A friend was walking in the desert when he found the telephone to God.
A phone booth in the middle of the desert with a sign that said “Talk to God” was a surreal sight even at Burning Man. The idea was that you picked up the phone, and God—or someone claiming to be God—would be at the other end to ease your pain.
So when God came on the line asking how he could help, my friend was ready. “How can I live more in the moment?” he asked. Too often, he felt, the beautiful moments of his life were drowned out by a cacophony of self-consciousness and anxiety. What could he do to hush the buzzing of his mind?
“Breathe,” replied a soothing male voice.
My friend flinched at the tired new-age mantra, then reminded himself to keep an open mind. When God talks, you listen.

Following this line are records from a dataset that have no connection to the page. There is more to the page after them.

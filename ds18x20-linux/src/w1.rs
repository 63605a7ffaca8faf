//! Access to the DS18x20 sensors exposed by the Linux `w1` subsystem.
//!
//! Every slave gets a directory named after its ROM code, e.g. `28-0000057bc2e5`,
//! and the `w1_slave` file of a thermometer holds the scratchpad:
//!
//! ```text
//! 50 05 4b 46 7f ff 0c 10 1c : crc=1c YES
//! 50 05 4b 46 7f ff 0c 10 1c t=85000
//! ```

use std::{
    fs, io,
    path::{Path, PathBuf},
};

use ds18x20::Scratchpad;
use embedded_onewire::OneWireCrc;
use thiserror::Error;

#[derive(Debug, Error)]
pub enum W1Error {
    #[error("i/o error: {0}")]
    Io(#[from] io::Error),
    #[error("invalid device name {0:?}")]
    InvalidName(String),
    #[error("invalid hex byte {0:?}")]
    InvalidByte(String),
    #[error("expected {expected} bytes, got {got}")]
    Length { expected: usize, got: usize },
}

/// A slave directory of the `w1` subsystem.
#[derive(Debug, Clone, PartialEq, Eq)]
pub struct Device {
    pub name: String,
    pub rom: u64,
    pub path: PathBuf,
}

/// Rebuilds the ROM code of a device from its directory name. The kernel leaves
/// the CRC out of the name, so it is computed again.
pub fn rom_from_name(name: &str) -> Result<u64, W1Error> {
    let invalid = || W1Error::InvalidName(name.to_owned());
    let (family, serial) = name.split_once('-').ok_or_else(invalid)?;
    if family.len() != 2 || serial.len() != 12 {
        return Err(invalid());
    }
    let family = u8::from_str_radix(family, 16).map_err(|_| invalid())?;
    let serial = u64::from_str_radix(serial, 16).map_err(|_| invalid())?;
    let mut bytes = (family as u64 | serial << 8).to_le_bytes();
    bytes[7] = OneWireCrc::compute(&bytes[..7]);
    Ok(u64::from_le_bytes(bytes))
}

/// Parses nine whitespace separated hex bytes, with or without `0x` prefix.
pub fn parse_hex_bytes(text: &str) -> Result<Scratchpad, W1Error> {
    let bytes = text
        .split_whitespace()
        .map(|byte| {
            let digits = byte.trim_start_matches("0x").trim_start_matches("0X");
            u8::from_str_radix(digits, 16).map_err(|_| W1Error::InvalidByte(byte.to_owned()))
        })
        .collect::<Result<Vec<u8>, _>>()?;
    let got = bytes.len();
    let bytes: [u8; Scratchpad::LEN] = bytes.try_into().map_err(|_| W1Error::Length {
        expected: Scratchpad::LEN,
        got,
    })?;
    Ok(Scratchpad::new(bytes))
}

/// Extracts the scratchpad from the contents of a `w1_slave` file.
///
/// The kernel's own CRC verdict is ignored, the caller checks the CRC.
pub fn parse_w1_slave(contents: &str) -> Result<Scratchpad, W1Error> {
    let line = contents.lines().next().unwrap_or_default();
    let dump = line.split(':').next().unwrap_or_default();
    parse_hex_bytes(dump)
}

/// Lists the slave directories under `dir`, sorted by name.
///
/// Bus masters and entries that are not named after a ROM code are skipped.
pub fn list_devices(dir: &Path) -> Result<Vec<Device>, W1Error> {
    let mut devices = Vec::new();
    for entry in fs::read_dir(dir)? {
        let entry = entry?;
        let name = entry.file_name().to_string_lossy().into_owned();
        match rom_from_name(&name) {
            Ok(rom) => devices.push(Device {
                name,
                rom,
                path: entry.path(),
            }),
            Err(_) => log::trace!("Skipping {:?}", name),
        }
    }
    devices.sort_by(|a, b| a.name.cmp(&b.name));
    Ok(devices)
}

/// Reads the scratchpad of a device. Reading `w1_slave` makes the kernel run a conversion.
pub fn read_scratchpad(device: &Device) -> Result<Scratchpad, W1Error> {
    let contents = fs::read_to_string(device.path.join("w1_slave"))?;
    parse_w1_slave(&contents)
}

“Whenever you feel anxious about your future or your past, just breathe,” continued God. “Try it with me a few times right now. Breathe in… breathe out.” And despite himself, my friend began to relax.
Life unfolds in the present. But so often, we let the present slip away, allowing time to rush past unobserved and unseized, and squandering the precious seconds of our lives as we worry about the future and ruminate about what’s past.

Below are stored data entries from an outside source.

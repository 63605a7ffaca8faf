use embedded_hal::delay::DelayNs;
use embedded_onewire::{OneWire, OneWireCrc, OneWireError, OneWireResult, OneWireSearch};
use log::{debug, trace, warn};

use crate::{
    Ds18x20Error, Ds18x20Result, Identity, MAX_CONVERSION_TIME_US, ReadoutResolution, Scratchpad,
    Variant,
};

/// Handle to a single DS18x20 sensor.
///
/// A handle is *present* once it knows which [`Variant`] it talks to, either because
/// the sensor was identified on the bus or because the model was asserted with
/// [`with_variant`](Ds18x20::with_variant). An absent handle (e.g. [`Default`]) never
/// touches the bus.
///
/// Identified handles select their sensor with Match ROM. Handles without a ROM code
/// use Skip ROM, which only works with a single sensor on the bus.
#[derive(Debug, Clone, Default)]
pub struct Ds18x20 {
    identity: Option<Identity>,
    variant: Option<Variant>,
    resolution: ReadoutResolution,
    scratchpad: Scratchpad,
}

impl From<Identity> for Ds18x20 {
    fn from(identity: Identity) -> Self {
        Self {
            identity: Some(identity),
            ..Self::with_variant(identity.variant())
        }
    }
}

impl Ds18x20 {
    /// Identifies the first sensor found by a new search of the bus.
    ///
    /// # Errors
    /// [`Ds18x20Error::NotFound`] if the search returns no address,
    /// [`Ds18x20Error::InvalidCrc`] if the ROM code is corrupted,
    /// [`Ds18x20Error::UnsupportedDevice`] if the device is not a DS18x20, and bus errors.
    pub fn identify<O: OneWire>(bus: &mut O) -> Ds18x20Result<Self, O::BusError> {
        let mut search = OneWireSearch::default();
        Self::identify_next(bus, &mut search)
    }

    /// Identifies the next device reported by `search`.
    ///
    /// Calling this repeatedly with the same cursor walks every device on the bus,
    /// [`Ds18x20Error::NotFound`] marks the end of the enumeration.
    pub fn identify_next<O: OneWire>(
        bus: &mut O,
        search: &mut OneWireSearch,
    ) -> Ds18x20Result<Self, O::BusError> {
        let rom = match search.next(bus) {
            Ok(Some(rom)) => rom,
            Ok(None) | Err(OneWireError::NoDevicePresent) => {
                debug!("No addresses");
                return Err(Ds18x20Error::NotFound);
            }
            Err(e) => return Err(e.into()),
        };
        debug!("ROM = {:02x?}", rom.to_le_bytes());
        Self::from_rom(rom)
    }

    /// Builds a handle for a sensor with a known ROM code, without any bus traffic.
    ///
    /// # Errors
    /// See [`Identity::from_rom`].
    pub fn from_rom<E>(rom: u64) -> Ds18x20Result<Self, E> {
        Identity::from_rom(rom).map(Self::from)
    }

    /// Handle for the only sensor on the bus, of a known variant.
    pub fn with_variant(variant: Variant) -> Self {
        Self {
            variant: Some(variant),
            resolution: variant.default_resolution(),
            ..Default::default()
        }
    }

    /// Handle for the only sensor on the bus, from a one character model name:
    /// `'S'`/`'s'` or `'B'`/`'b'`. Any other character gives an absent handle.
    pub fn with_model(model: char) -> Self {
        match Variant::try_from(model) {
            Ok(variant) => Self::with_variant(variant),
            Err(model) => {
                warn!("Unknown DS18x20 model {:?}", model);
                Self::default()
            }
        }
    }

    /// Sets the resolution the sensor is known to be configured for, without bus traffic.
    ///
    /// Useful when the configuration was stored in the sensor EEPROM earlier.
    pub fn with_resolution(mut self, resolution: ReadoutResolution) -> Self {
        self.resolution = match self.variant {
            Some(variant) => variant.clamp_resolution(resolution.bits()),
            None => resolution,
        };
        self
    }

    /// Whether the handle talks to a supported sensor.
    pub fn is_present(&self) -> bool {
        self.variant.is_some()
    }

    /// Decoding variant, `None` when absent.
    pub fn variant(&self) -> Option<Variant> {
        self.variant
    }

    /// ROM code, `None` when the handle was not built from a ROM code.
    pub fn rom(&self) -> Option<u64> {
        self.identity.map(|identity| identity.rom())
    }

    /// Identity of the sensor, `None` when the handle was not built from a ROM code.
    pub fn identity(&self) -> Option<Identity> {
        self.identity
    }

    /// Resolution of the next conversion, as last written or read back from the sensor.
    pub fn resolution(&self) -> ReadoutResolution {
        self.resolution
    }

    /// Scratchpad as of the last read.
    pub fn scratchpad(&self) -> &Scratchpad {
        &self.scratchpad
    }

    /// Time to wait after [`start_conversion`](Ds18x20::start_conversion) before reading,
    /// in microseconds. Zero when absent.
    pub fn conversion_time_us(&self) -> u32 {
        match self.variant {
            Some(Variant::ModelS) => MAX_CONVERSION_TIME_US,
            Some(Variant::ModelB) => self.resolution.delay_us(),
            None => 0,
        }
    }

    /// Selects the sensor: Match ROM with a ROM code, Skip ROM otherwise.
    fn address<O: OneWire>(&self, bus: &mut O) -> OneWireResult<(), O::BusError> {
        bus.address(self.rom())
    }

    /// Sets the conversion resolution, clamped to 9..=12 bits (always 9 on ModelS).
    ///
    /// The alarm registers and the reserved configuration bits are written back unchanged.
    /// The new configuration only lives in the scratchpad until
    /// [`save_configuration`](Ds18x20::save_configuration). Does nothing when absent.
    ///
    /// # Errors
    /// [`Ds18x20Error::InvalidCrc`] if the scratchpad read before the update is corrupted,
    /// in which case nothing is written. Bus errors.
    pub fn set_resolution<O: OneWire>(
        &mut self,
        bus: &mut O,
        bits: u8,
    ) -> Ds18x20Result<(), O::BusError> {
        let Some(variant) = self.variant else {
            return Ok(());
        };
        let resolution = variant.clamp_resolution(bits);
        let scratchpad = self.read_scratchpad(bus)?;
        if !scratchpad.is_valid() {
            warn!("Scratchpad CRC mismatch, resolution not written");
            return Err(Ds18x20Error::InvalidCrc);
        }
        let config = scratchpad.configuration().with_resolution(resolution);
        self.address(bus)?;
        bus.write_byte(DS18X20_WRITE_SCRATCH)?;
        bus.write_bytes(&[scratchpad.t_high(), scratchpad.t_low(), config.into_bits()])?;
        debug!("Resolution set to {} bits", resolution.bits());
        self.resolution = resolution;
        Ok(())
    }

    /// Copies the alarm and configuration registers to the sensor EEPROM.
    /// Does nothing when absent.
    pub fn save_configuration<O: OneWire>(&self, bus: &mut O) -> Ds18x20Result<(), O::BusError> {
        if !self.is_present() {
            return Ok(());
        }
        self.address(bus)?;
        bus.write_byte(DS18X20_COPY_SCRATCH)?;
        Ok(())
    }

    /// Reloads the alarm and configuration registers from the sensor EEPROM.
    /// Does nothing when absent.
    ///
    /// The tracked resolution is updated on the next read.
    pub fn recall_configuration<O: OneWire>(&self, bus: &mut O) -> Ds18x20Result<(), O::BusError> {
        if !self.is_present() {
            return Ok(());
        }
        self.address(bus)?;
        bus.write_byte(DS18X20_RECALL_EEPROM)?;
        Ok(())
    }

    /// Starts a temperature conversion and returns immediately.
    ///
    /// Wait [`conversion_time_us`](Ds18x20::conversion_time_us) before reading the result.
    /// Does nothing when absent.
    pub fn start_conversion<O: OneWire>(&self, bus: &mut O) -> Ds18x20Result<(), O::BusError> {
        if !self.is_present() {
            return Ok(());
        }
        self.address(bus)?;
        bus.write_byte(DS18X20_START_CONV)?;
        Ok(())
    }

    /// Starts a temperature conversion on every sensor of the bus at once.
    pub fn start_conversion_all<O: OneWire>(bus: &mut O) -> Ds18x20Result<(), O::BusError> {
        bus.address(None)?;
        bus.write_byte(DS18X20_START_CONV)?;
        Ok(())
    }

    /// Reads the scratchpad of the sensor. The CRC is not checked.
    ///
    /// On ModelB sensors a valid scratchpad also refreshes the tracked
    /// [`resolution`](Ds18x20::resolution).
    ///
    /// # Errors
    /// [`Ds18x20Error::NotPresent`] when absent, and bus errors.
    pub fn read_scratchpad<O: OneWire>(
        &mut self,
        bus: &mut O,
    ) -> Ds18x20Result<Scratchpad, O::BusError> {
        let Some(variant) = self.variant else {
            return Err(Ds18x20Error::NotPresent);
        };
        self.address(bus)?;
        bus.write_byte(DS18X20_READ_SCRATCH)?;
        let mut buf = [0; Scratchpad::LEN];
        bus.read_bytes(&mut buf)?;
        self.scratchpad = Scratchpad::new(buf);
        trace!("Scratchpad {:02x?}", buf);
        if variant == Variant::ModelB && self.scratchpad.is_valid() {
            self.resolution = self.scratchpad.configuration().resolution();
        }
        Ok(self.scratchpad)
    }

    /// Reads the last conversion result in °C, without checking the scratchpad CRC.
    ///
    /// Returns `0.0` without bus traffic when absent. Prefer
    /// [`read_checked`](Ds18x20::read_checked), which tells the two cases apart.
    pub fn read<O: OneWire>(&mut self, bus: &mut O) -> Ds18x20Result<f32, O::BusError> {
        let Some(variant) = self.variant else {
            return Ok(0.0);
        };
        let scratchpad = self.read_scratchpad(bus)?;
        Ok(variant.decode(&scratchpad))
    }

    /// Reads the last conversion result in °C.
    ///
    /// # Errors
    /// [`Ds18x20Error::NotPresent`] when absent, [`Ds18x20Error::InvalidCrc`] if the
    /// scratchpad is corrupted, and bus errors.
    pub fn read_checked<O: OneWire>(&mut self, bus: &mut O) -> Ds18x20Result<f32, O::BusError> {
        let Some(variant) = self.variant else {
            return Err(Ds18x20Error::NotPresent);
        };
        let scratchpad = self.read_scratchpad(bus)?;
        if !scratchpad.is_valid() {
            warn!(
                "Invalid scratchpad CRC {:02x}, expected {:02x}",
                scratchpad.crc(),
                OneWireCrc::compute(&scratchpad.as_bytes()[..8])
            );
            return Err(Ds18x20Error::InvalidCrc);
        }
        Ok(variant.decode(&scratchpad))
    }

    /// Starts a conversion, waits for it to complete and reads the checked result in °C.
    ///
    /// # Errors
    /// See [`read_checked`](Ds18x20::read_checked).
    pub fn measure<O: OneWire, D: DelayNs>(
        &mut self,
        bus: &mut O,
        delay: &mut D,
    ) -> Ds18x20Result<f32, O::BusError> {
        if !self.is_present() {
            return Err(Ds18x20Error::NotPresent);
        }
        self.start_conversion(bus)?;
        delay.delay_us(self.conversion_time_us()); // wait till conversion is finished
        self.read_checked(bus)
    }
}

const DS18X20_START_CONV: u8 = 0x44;
const DS18X20_READ_SCRATCH: u8 = 0xbe;
const DS18X20_WRITE_SCRATCH: u8 = 0x4e;
const DS18X20_COPY_SCRATCH: u8 = 0x48;
const DS18X20_RECALL_EEPROM: u8 = 0xb8;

We’re always doing something, and we allow little time to practice stillness and calm.
When we’re at work, we fantasize about being on vacation; on vacation, we worry about the work piling up on our desks. We dwell on intrusive memories of the past or fret about what may or may not happen in the future. We don’t appreciate the living present because our “monkey minds,” as Buddhists call them, vault from thought to thought like monkeys swinging from tree to tree.
We need to live more in the moment. Living in the moment—also called mindfulness—is a state of active, open, intentional attention on the present.

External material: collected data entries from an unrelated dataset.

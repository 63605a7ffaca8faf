#![allow(dead_code)]

use embedded_onewire::{OneWire, OneWireCrc, OneWireError, OneWireResult, OneWireStatus};

pub struct Presence(bool);

impl OneWireStatus for Presence {
    fn presence(&self) -> bool {
        self.0
    }

    fn shortcircuit(&self) -> bool {
        false
    }
}

/// Builds a ROM code with a valid CRC.
pub fn rom(family: u8, serial: u64) -> u64 {
    let mut bytes = (family as u64 | serial << 8).to_le_bytes();
    bytes[7] = OneWireCrc::compute(&bytes[..7]);
    u64::from_le_bytes(bytes)
}

fn with_crc(mut scratchpad: [u8; 9]) -> [u8; 9] {
    scratchpad[8] = OneWireCrc::compute(&scratchpad[..8]);
    scratchpad
}

/// A simulated DS18x20 sensor.
#[derive(Debug, Clone)]
pub struct Sensor {
    pub rom: u64,
    pub scratchpad: [u8; 9],
    pub eeprom: [u8; 3],
    /// Temperature register and count remain loaded by the next conversion.
    pub conversion: ([u8; 2], u8),
    /// Flip a bit of the CRC byte on every scratchpad read.
    pub corrupt: bool,
}

impl Sensor {
    pub fn ds18b20(serial: u64) -> Self {
        Self {
            rom: rom(0x28, serial),
            scratchpad: with_crc([0x50, 0x05, 0x4b, 0x46, 0x7f, 0xff, 0x0c, 0x10, 0]),
            eeprom: [0x4b, 0x46, 0x7f],
            conversion: ([0x91, 0x01], 0x0c),
            corrupt: false,
        }
    }

    pub fn ds18s20(serial: u64) -> Self {
        Self {
            rom: rom(0x10, serial),
            scratchpad: with_crc([0xaa, 0x00, 0x4b, 0x46, 0xff, 0xff, 0x0c, 0x10, 0]),
            eeprom: [0x4b, 0x46, 0xff],
            conversion: ([0x32, 0x00], 0x0c),
            corrupt: false,
        }
    }

    /// Any device, with the given family code.
    pub fn other(family: u8, serial: u64) -> Self {
        Self {
            rom: rom(family, serial),
            ..Self::ds18b20(serial)
        }
    }

    pub fn with_rom(mut self, rom: u64) -> Self {
        self.rom = rom;
        self
    }

    pub fn with_conversion(mut self, raw: u16, count_remain: u8) -> Self {
        self.conversion = (raw.to_le_bytes(), count_remain);
        self
    }

    pub fn with_configuration(mut self, cfg: u8) -> Self {
        self.scratchpad[4] = cfg;
        self.scratchpad = with_crc(self.scratchpad);
        self
    }

    pub fn corrupted(mut self) -> Self {
        self.corrupt = true;
        self
    }

    fn is_model_s(&self) -> bool {
        self.rom as u8 == 0x10
    }

    fn convert(&mut self) {
        let ([lsb, msb], count_remain) = self.conversion;
        self.scratchpad[0] = lsb;
        self.scratchpad[1] = msb;
        self.scratchpad[6] = count_remain;
        self.scratchpad = with_crc(self.scratchpad);
    }

    fn write(&mut self, offset: usize, byte: u8) {
        // ModelS sensors only have the two alarm registers
        if offset == 2 && self.is_model_s() {
            return;
        }
        self.scratchpad[2 + offset] = byte;
        self.scratchpad = with_crc(self.scratchpad);
    }

    fn read(&self) -> [u8; 9] {
        let mut buf = self.scratchpad;
        if self.corrupt {
            buf[8] ^= 0x01;
        }
        buf
    }

    fn id_bit(&self, bit: u8) -> bool {
        self.rom >> bit & 1 == 1
    }
}

#[derive(Debug)]
enum State {
    Idle,
    Rom,
    MatchRom(Vec<u8>),
    Function,
    Search { bit: u8, slot: u8 },
    WriteScratch(usize),
    Read(Vec<u8>),
}

/// A 1-Wire bus with simulated sensors attached.
///
/// Every byte written by the master is recorded in `written`, and every call into the
/// bus counts as traffic.
#[derive(Debug)]
pub struct FakeBus {
    pub sensors: Vec<Sensor>,
    pub written: Vec<u8>,
    pub traffic: usize,
    /// Every operation fails with a bus error.
    pub broken: bool,
    state: State,
    selected: Vec<usize>,
}

impl FakeBus {
    pub fn new(sensors: Vec<Sensor>) -> Self {
        Self {
            sensors,
            written: Vec::new(),
            traffic: 0,
            broken: false,
            state: State::Idle,
            selected: Vec::new(),
        }
    }

    pub fn broken() -> Self {
        Self {
            broken: true,
            ..Self::new(vec![Sensor::ds18b20(1)])
        }
    }

    /// Whether `pattern` was written to the bus as a contiguous run of bytes.
    pub fn wrote(&self, pattern: &[u8]) -> bool {
        self.written.windows(pattern.len()).any(|w| w == pattern)
    }

    fn access(&mut self) -> OneWireResult<(), ()> {
        self.traffic += 1;
        if self.broken {
            Err(OneWireError::Other(()))
        } else {
            Ok(())
        }
    }

    fn function(&mut self, cmd: u8) {
        self.state = State::Idle;
        match cmd {
            0x44 => {
                for &i in self.selected.iter() {
                    self.sensors[i].convert();
                }
            }
            0xbe => {
                // wired-AND of every selected scratchpad
                let mut buf = [0xff; 9];
                for &i in self.selected.iter() {
                    for (b, s) in buf.iter_mut().zip(self.sensors[i].read()) {
                        *b &= s;
                    }
                }
                self.state = State::Read(buf.into_iter().rev().collect());
            }
            0x4e => self.state = State::WriteScratch(0),
            0x48 => {
                for &i in self.selected.iter() {
                    let sensor = &mut self.sensors[i];
                    sensor.eeprom.copy_from_slice(&sensor.scratchpad[2..5]);
                }
            }
            0xb8 => {
                for &i in self.selected.iter() {
                    let sensor = &mut self.sensors[i];
                    let eeprom = sensor.eeprom;
                    sensor.scratchpad[2..5].copy_from_slice(&eeprom);
                    sensor.scratchpad = with_crc(sensor.scratchpad);
                }
            }
            _ => {}
        }
    }
}

impl OneWire for FakeBus {
    type Status = Presence;
    type BusError = ();

    fn reset(&mut self) -> OneWireResult<Self::Status, Self::BusError> {
        self.access()?;
        self.state = State::Rom;
        self.selected = (0..self.sensors.len()).collect();
        Ok(Presence(!self.sensors.is_empty()))
    }

    fn write_byte(&mut self, byte: u8) -> OneWireResult<(), Self::BusError> {
        self.access()?;
        self.written.push(byte);
        match core::mem::replace(&mut self.state, State::Idle) {
            State::Rom => match byte {
                0x55 => self.state = State::MatchRom(Vec::new()),
                0xcc => self.state = State::Function,
                0xf0 => self.state = State::Search { bit: 0, slot: 0 },
                0xec => {
                    // no sensor is in alarm
                    self.selected.clear();
                    self.state = State::Search { bit: 0, slot: 0 };
                }
                _ => {}
            },
            State::MatchRom(mut rom) => {
                rom.push(byte);
                if rom.len() == 8 {
                    let rom = u64::from_le_bytes(rom.try_into().unwrap());
                    let sensors = &self.sensors;
                    self.selected.retain(|&i| sensors[i].rom == rom);
                    self.state = State::Function;
                } else {
                    self.state = State::MatchRom(rom);
                }
            }
            State::Function => self.function(byte),
            State::WriteScratch(offset) => {
                for &i in self.selected.iter() {
                    self.sensors[i].write(offset, byte);
                }
                if offset < 2 {
                    self.state = State::WriteScratch(offset + 1);
                }
            }
            _ => {}
        }
        Ok(())
    }

    fn read_byte(&mut self) -> OneWireResult<u8, Self::BusError> {
        self.access()?;
        match &mut self.state {
            State::Read(buf) => Ok(buf.pop().unwrap_or(0xff)),
            _ => Ok(0xff),
        }
    }

    fn write_bit(&mut self, bit: bool) -> OneWireResult<(), Self::BusError> {
        self.access()?;
        if let State::Search { bit: index, slot } = &mut self.state {
            let sensors = &self.sensors;
            let position = *index;
            self.selected.retain(|&i| sensors[i].id_bit(position) == bit);
            *index += 1;
            *slot = 0;
        }
        Ok(())
    }

    fn read_bit(&mut self) -> OneWireResult<bool, Self::BusError> {
        self.access()?;
        let State::Search { bit, slot } = &mut self.state else {
            return Ok(true);
        };
        let complement = *slot == 1;
        *slot += 1;
        let bit = *bit;
        Ok(self
            .selected
            .iter()
            .all(|&i| self.sensors[i].id_bit(bit) != complement))
    }
}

But, thinking too hard about what you’re doing actually makes you do worse.
If you’re in a situation that makes you anxious—giving a speech, introducing yourself to a stranger, dancing—focusing on your anxiety tends to heighten it.
Focus less on what’s going on in your mind and more on what’s going on in the room, less on your mental chatter and more on yourself as part of something.
However, living in the moment involves a profound paradox: You can’t pursue it for its benefits. That’s because the expectation of reward launches a future-oriented mindset, which subverts the entire process. Instead, you just have to trust that the rewards will come.
You can become mindful at any moment just by paying attention to your immediate experience. You can do it right now.
What’s happening this instant?
And if you notice your mind wandering, bring yourself back. Just say to yourself, “Now. Now. Now.”
Live in the moment & stay blessed forever.